New Class Graduates from USAMMA Medical Logistics Management Internship as Program Readies for Revamp
The U.S. Army Medical Materiel Agency, a subordinate agency of the U.S. Army Medical Research and Materiel Command, honored its 101st graduating class of the Medical Logistics Management Internship Program during a ceremony at Fort Detrick, Maryland, Dec. 15.
USAMMA Commander Col. Lynn Marm provided opening remarks and reminded the graduates of their valuable role in Army readiness. "The Army must be ready, and to do this we need leaders who can think that way," said Marm. "We must ensure that our Soldiers are always in a position of greater advantage over the enemy... and the first advantage that we can give our Soldiers are these great leaders."
The Defense Health Agency's Chief of Medical Logistics Col. Andrew Centineo served as the guest speaker and highlighted the variety of experiences the interns gained during their training program at USAMMA. The MLMIP attendees visited government and private sector organizations to learn logistics best practices, materiel acquisition and management techniques.
"I would challenge you to take the opportunities you saw others doing and apply that to what we do, not only as Army logistics but as defense logistics in support of the Military Health System," said Centineo.

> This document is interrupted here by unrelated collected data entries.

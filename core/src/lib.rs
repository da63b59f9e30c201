use core::ops::Index;
use ndarray::Array2;
use serde::{Deserialize, Serialize};

pub use coin::*;
pub use error::*;
pub use generator::*;
pub use session::*;
pub use types::*;
pub use view::*;

mod coin;
mod error;
mod generator;
mod session;
mod types;
mod view;

/// Board shape. The side must be a power of two so that the linear cell
/// indices form a space closed under XOR; that closure is what lets a single
/// corrective flip address any key square.
#[derive(Copy, Clone, Debug, PartialEq, Serialize, Deserialize)]
pub struct BoardConfig {
    pub side: Coord,
}

impl BoardConfig {
    /// Largest side whose linear indices still fit a `CellIndex`.
    pub const MAX_SIDE: Coord = 16;

    pub const fn new_unchecked(side: Coord) -> Self {
        Self { side }
    }

    pub fn new(side: Coord) -> Result<Self> {
        if side == 0 || side > Self::MAX_SIDE || !side.is_power_of_two() {
            return Err(GameError::InvalidBoardShape);
        }
        Ok(Self::new_unchecked(side))
    }

    /// 4x4, for quick games.
    pub const fn mini() -> Self {
        Self { side: 4 }
    }

    /// The classic chessboard of 64 coins.
    pub const fn classic() -> Self {
        Self { side: 8 }
    }

    /// 16x16, the largest addressable board.
    pub const fn grand() -> Self {
        Self { side: 16 }
    }

    pub const fn total_cells(&self) -> CellCount {
        mult(self.side, self.side)
    }
}

impl Default for BoardConfig {
    fn default() -> Self {
        Self::classic()
    }
}

/// Square grid of coins. The only mutation the board offers is toggling a
/// single cell; everything else about the game flows through [`GameSession`].
#[derive(Clone, Debug, PartialEq, Serialize, Deserialize)]
pub struct Board {
    coins: Array2<Coin>,
}

impl Board {
    pub fn from_coins(coins: Array2<Coin>) -> Result<Self> {
        let (rows, cols) = coins.dim();
        if rows != cols {
            return Err(GameError::InvalidBoardShape);
        }
        let side: Coord = cols.try_into().map_err(|_| GameError::InvalidBoardShape)?;
        BoardConfig::new(side)?;
        Ok(Self { coins })
    }

    pub fn all_tails(config: BoardConfig) -> Self {
        Self {
            coins: Array2::default((config.side as usize, config.side as usize)),
        }
    }

    /// Builds a board from row-major bits, 0 = Tails, anything else = Heads.
    pub fn from_bits(side: Coord, bits: &[u8]) -> Result<Self> {
        let config = BoardConfig::new(side)?;
        if bits.len() != config.total_cells() as usize {
            return Err(GameError::InvalidBoardShape);
        }
        let coins = Array2::from_shape_fn((side as usize, side as usize), |(x, y)| {
            let index = coords_to_index((x as Coord, y as Coord), side);
            Coin::from(bits[index as usize] != 0)
        });
        Ok(Self { coins })
    }

    pub fn side(&self) -> Coord {
        self.coins.dim().0.try_into().unwrap()
    }

    pub fn config(&self) -> BoardConfig {
        BoardConfig::new_unchecked(self.side())
    }

    pub fn cell_count(&self) -> CellCount {
        self.coins.len().try_into().unwrap()
    }

    pub fn validate_index(&self, index: CellIndex) -> Result<CellIndex> {
        if (index as CellCount) < self.cell_count() {
            Ok(index)
        } else {
            Err(GameError::InvalidCell)
        }
    }

    pub fn coin_at(&self, index: CellIndex) -> Coin {
        self[index]
    }

    /// Flips the coin at `index`, returning the face now showing.
    pub fn toggle(&mut self, index: CellIndex) -> Coin {
        let (x, y) = index_to_coords(index, self.side());
        let flipped = self.coins[(x as usize, y as usize)].toggled();
        self.coins[(x as usize, y as usize)] = flipped;
        flipped
    }

    pub fn heads_indices(&self) -> impl Iterator<Item = CellIndex> + '_ {
        let side = self.side();
        self.coins
            .indexed_iter()
            .filter(|(_, coin)| coin.is_heads())
            .map(move |((x, y), _)| coords_to_index((x as Coord, y as Coord), side))
    }

    /// XOR-fold of the Heads indices. Toggling cell `i` changes this value by
    /// exactly `i`, since every other term cancels against itself.
    pub fn checksum(&self) -> CellIndex {
        self.heads_indices().fold(0, |acc, index| acc ^ index)
    }

    /// The one cell whose toggle rewrites [`Board::checksum`] into `key`.
    /// When the board already encodes the key this degenerates to cell 0,
    /// which contributes nothing to the fold, so the mandatory flip is safe.
    pub fn corrective_flip(&self, key: CellIndex) -> CellIndex {
        key ^ self.checksum()
    }
}

impl Index<CellIndex> for Board {
    type Output = Coin;

    fn index(&self, index: CellIndex) -> &Self::Output {
        let (x, y) = index_to_coords(index, self.side());
        &self.coins[(x as usize, y as usize)]
    }
}

impl Index<Coord2> for Board {
    type Output = Coin;

    fn index(&self, (x, y): Coord2) -> &Self::Output {
        &self.coins[(x as usize, y as usize)]
    }
}

#[derive(Copy, Clone, Debug, PartialEq)]
pub enum SelectOutcome {
    NoChange,
    Changed,
}

impl SelectOutcome {
    pub const fn has_update(self) -> bool {
        match self {
            Self::NoChange => false,
            Self::Changed => true,
        }
    }
}

#[derive(Copy, Clone, Debug, PartialEq)]
pub enum ConfirmOutcome {
    NoChange,
    Started,
    Flipped,
    Won,
    Lost,
}

impl ConfirmOutcome {
    pub const fn has_update(self) -> bool {
        use ConfirmOutcome::*;
        match self {
            NoChange => false,
            Started => true,
            Flipped => true,
            Won => true,
            Lost => true,
        }
    }

    pub const fn is_final(self) -> bool {
        matches!(self, Self::Won | Self::Lost)
    }
}

#[cfg(test)]
mod tests {
    use super::*;

    #[test]
    fn checksum_of_all_tails_is_zero() {
        let board = Board::all_tails(BoardConfig::classic());

        assert_eq!(board.checksum(), 0);
    }

    #[test]
    fn checksum_of_a_single_head_is_its_index() {
        for index in [0, 1, 5, 42, 63] {
            let mut board = Board::all_tails(BoardConfig::classic());
            board.toggle(index);

            assert_eq!(board.checksum(), index);
        }
    }

    #[test]
    fn checksum_is_stable_without_mutation() {
        let setup = RandomSetupGenerator::new(11).generate(BoardConfig::classic());

        assert_eq!(setup.board().checksum(), setup.board().checksum());
    }

    #[test]
    fn toggling_a_cell_shifts_the_checksum_by_its_index() {
        let setup = RandomSetupGenerator::new(3).generate(BoardConfig::classic());
        let before = setup.board().checksum();

        for index in 0..64 {
            let mut board = setup.board().clone();
            board.toggle(index);

            assert_eq!(board.checksum(), before ^ index);
        }
    }

    #[test]
    fn corrective_flip_forces_the_checksum_to_the_key() {
        for seed in 0..8 {
            let setup = RandomSetupGenerator::new(seed).generate(BoardConfig::classic());
            for key in 0..64 {
                let mut board = setup.board().clone();
                board.toggle(board.corrective_flip(key));

                assert_eq!(board.checksum(), key);
            }
        }
    }

    #[test]
    fn corrective_flip_holds_on_every_board_size() {
        for config in [BoardConfig::mini(), BoardConfig::classic(), BoardConfig::grand()] {
            let setup = RandomSetupGenerator::new(99).generate(config);
            let key = (config.total_cells() - 1) as CellIndex;
            let mut board = setup.board().clone();
            board.toggle(board.corrective_flip(key));

            assert_eq!(board.checksum(), key);
        }
    }

    #[test]
    fn config_rejects_unaddressable_sides() {
        for side in [0, 3, 6, 9, 17, 32] {
            assert_eq!(BoardConfig::new(side), Err(GameError::InvalidBoardShape));
        }
        for side in [1, 2, 4, 8, 16] {
            assert!(BoardConfig::new(side).is_ok());
        }
    }

    #[test]
    fn from_bits_places_heads_in_row_major_order() {
        let mut bits = [0u8; 64];
        bits[9] = 1;
        let board = Board::from_bits(8, &bits).unwrap();

        assert_eq!(board[(1, 1)], Coin::Heads);
        assert_eq!(board.coin_at(9), Coin::Heads);
        assert_eq!(board.heads_indices().collect::<Vec<_>>(), vec![9]);
    }

    #[test]
    fn from_bits_rejects_mismatched_lengths() {
        assert_eq!(
            Board::from_bits(8, &[0u8; 63]),
            Err(GameError::InvalidBoardShape)
        );
    }

    #[test]
    fn validate_index_rejects_out_of_range_cells() {
        let board = Board::all_tails(BoardConfig::mini());

        assert_eq!(board.validate_index(15), Ok(15));
        assert_eq!(board.validate_index(16), Err(GameError::InvalidCell));
    }
}
//! Catalog query construction
//!
//! A request's [`FilterSet`] is composed into a WHERE-clause fragment and
//! spliced into the [`Template`] of the requested view. Every value coming
//! from the request is escaped on the way in; see [`crate::sparql::escape`].

pub mod filter;
pub mod template;

pub use filter::{
    compose, FilterError, FilterResult, FilterScope, FilterSet, FilterSetBuilder,
    KEYWORD_VARIABLES, NON_VEGAN_INGREDIENTS,
};
pub use template::{
    distinct_labels, inventory_stats, recommendations, Aggregate, Pattern, SortOrder, Template,
    BARISTA, DETAIL, GROWER, LIST_SEPARATOR, ROASTER,
};
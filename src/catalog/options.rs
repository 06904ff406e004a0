//! Values for the catalog's filter controls

use crate::query::distinct_labels;
use crate::rdf::NamespaceManager;
use crate::sparql::{BindingRow, GraphSource};
use serde::Serialize;
use std::collections::BTreeSet;

/// Distinct origin and process labels present in the graph
#[derive(Debug, Clone, Default, PartialEq, Eq, Serialize)]
pub struct FilterOptions {
    pub origins: Vec<String>,
    pub processes: Vec<String>,
}

/// Fetch both option lists; a failed query leaves its list empty
pub async fn list_options<S>(source: &S, ns: &NamespaceManager) -> FilterOptions
where
    S: GraphSource + ?Sized,
{
    let origins = source
        .select_or_empty(&distinct_labels(ns, ":hasDerivedOrigin"))
        .await;
    let processes = source
        .select_or_empty(&distinct_labels(ns, ":processedWith"))
        .await;

    FilterOptions {
        origins: sorted_labels(&origins),
        processes: sorted_labels(&processes),
    }
}

fn sorted_labels(rows: &[BindingRow]) -> Vec<String> {
    rows.iter()
        .filter_map(|row| row.get("label"))
        .map(str::to_owned)
        .collect::<BTreeSet<_>>()
        .into_iter()
        .collect()
}

#[cfg(test)]
mod tests {
    use super::*;
    use crate::sparql::{SparqlError, SparqlResult};
    use async_trait::async_trait;

    /// Serves origins, fails on anything else
    struct OriginsOnly;

    #[async_trait]
    impl GraphSource for OriginsOnly {
        async fn select(&self, query: &str) -> SparqlResult<Vec<BindingRow>> {
            if query.contains(":hasDerivedOrigin") {
                Ok(["Toraja", "Aceh Gayo", "Toraja", "Bali Kintamani"]
                    .into_iter()
                    .map(|l| BindingRow::from_pairs([("label", l)]))
                    .collect())
            } else {
                Err(SparqlError::Status(503))
            }
        }
    }

    #[tokio::test]
    async fn test_sorted_and_deduplicated() {
        let ns = NamespaceManager::new("http://kopiverse.org/ontology#");
        let options = list_options(&OriginsOnly, &ns).await;

        assert_eq!(options.origins, vec!["Aceh Gayo", "Bali Kintamani", "Toraja"]);
        // Process query failed, page still gets its options
        assert!(options.processes.is_empty());
    }
}
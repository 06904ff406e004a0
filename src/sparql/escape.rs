//! Safe interpolation of external text into SPARQL query strings
//!
//! Nothing supplied from outside the process is spliced into a query without
//! going through this module: string values become escaped literals and
//! identifiers must be plain local names.

/// Render `value` as a double-quoted SPARQL string literal.
///
/// Quotes, backslashes and the `ECHAR` control characters are escaped, so
/// the literal can never terminate early. A backslash is always doubled, which
/// also keeps `\uXXXX` sequences in the input from being decoded into a quote
/// by endpoints that pre-process codepoint escapes.
pub fn string_literal(value: &str) -> String {
    let mut out = String::with_capacity(value.len() + 2);
    out.push('"');
    for c in value.chars() {
        match c {
            '"' => out.push_str("\\\""),
            '\'' => out.push_str("\\'"),
            '\\' => out.push_str("\\\\"),
            '\n' => out.push_str("\\n"),
            '\r' => out.push_str("\\r"),
            '\t' => out.push_str("\\t"),
            '\u{08}' => out.push_str("\\b"),
            '\u{0C}' => out.push_str("\\f"),
            _ => out.push(c),
        }
    }
    out.push('"');
    out
}

/// Control characters `string_literal` has no escape for
pub fn has_unescapable_control(value: &str) -> bool {
    value
        .chars()
        .any(|c| c.is_control() && !matches!(c, '\n' | '\r' | '\t' | '\u{08}' | '\u{0C}'))
}

/// Whether `name` is usable as the local part of an ontology IRI.
///
/// Accepts ASCII letters, digits, `_`, `-` and `.`; must not start with `-`
/// or `.` and must not end with `.`.
pub fn is_local_name(name: &str) -> bool {
    let Some(first) = name.chars().next() else {
        return false;
    };
    if first == '-' || first == '.' || name.ends_with('.') {
        return false;
    }
    name.chars()
        .all(|c| c.is_ascii_alphanumeric() || matches!(c, '_' | '-' | '.'))
}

The MLMIP program, which began in 1967, is designed to develop and strengthen the skills of mid-career medical logistics officers, warrant officers, noncommissioned officers and civilians. Since its inception, the MLMIP has graduated 488 Army officers, 143 noncommissioned officers, 11 warrant officers, four Navy officers and four civilians. The newest graduates include:
- Maj. Sigrid Harrison
- Maj. Leticia Gonzalez
- Capt. Joshua Singleton
- Capt. Jesus Loayza
- Staff Sgt. Diego Mosquera
- Staff Sgt. Jose Morales
Class 101 is the last group that will graduate from the current six-month program, as USAMMA moves to modernize MLMIP. In August 2018, the MLMIP will become an 11-month training program consisting of six months of didactic training and five months of internship at USAMMA, followed by a two-year utilization assignment. Graduates from the new MLMIP are expected to excel in operational and strategic logistics positions in the joint and inter-agency environment.
"It is up to us now to apply and share all the knowledge we have gained," said Loayza, the distinguished honor graduate of MLMIP class 101. "This graduation is just the end of one chapter and the beginning of another."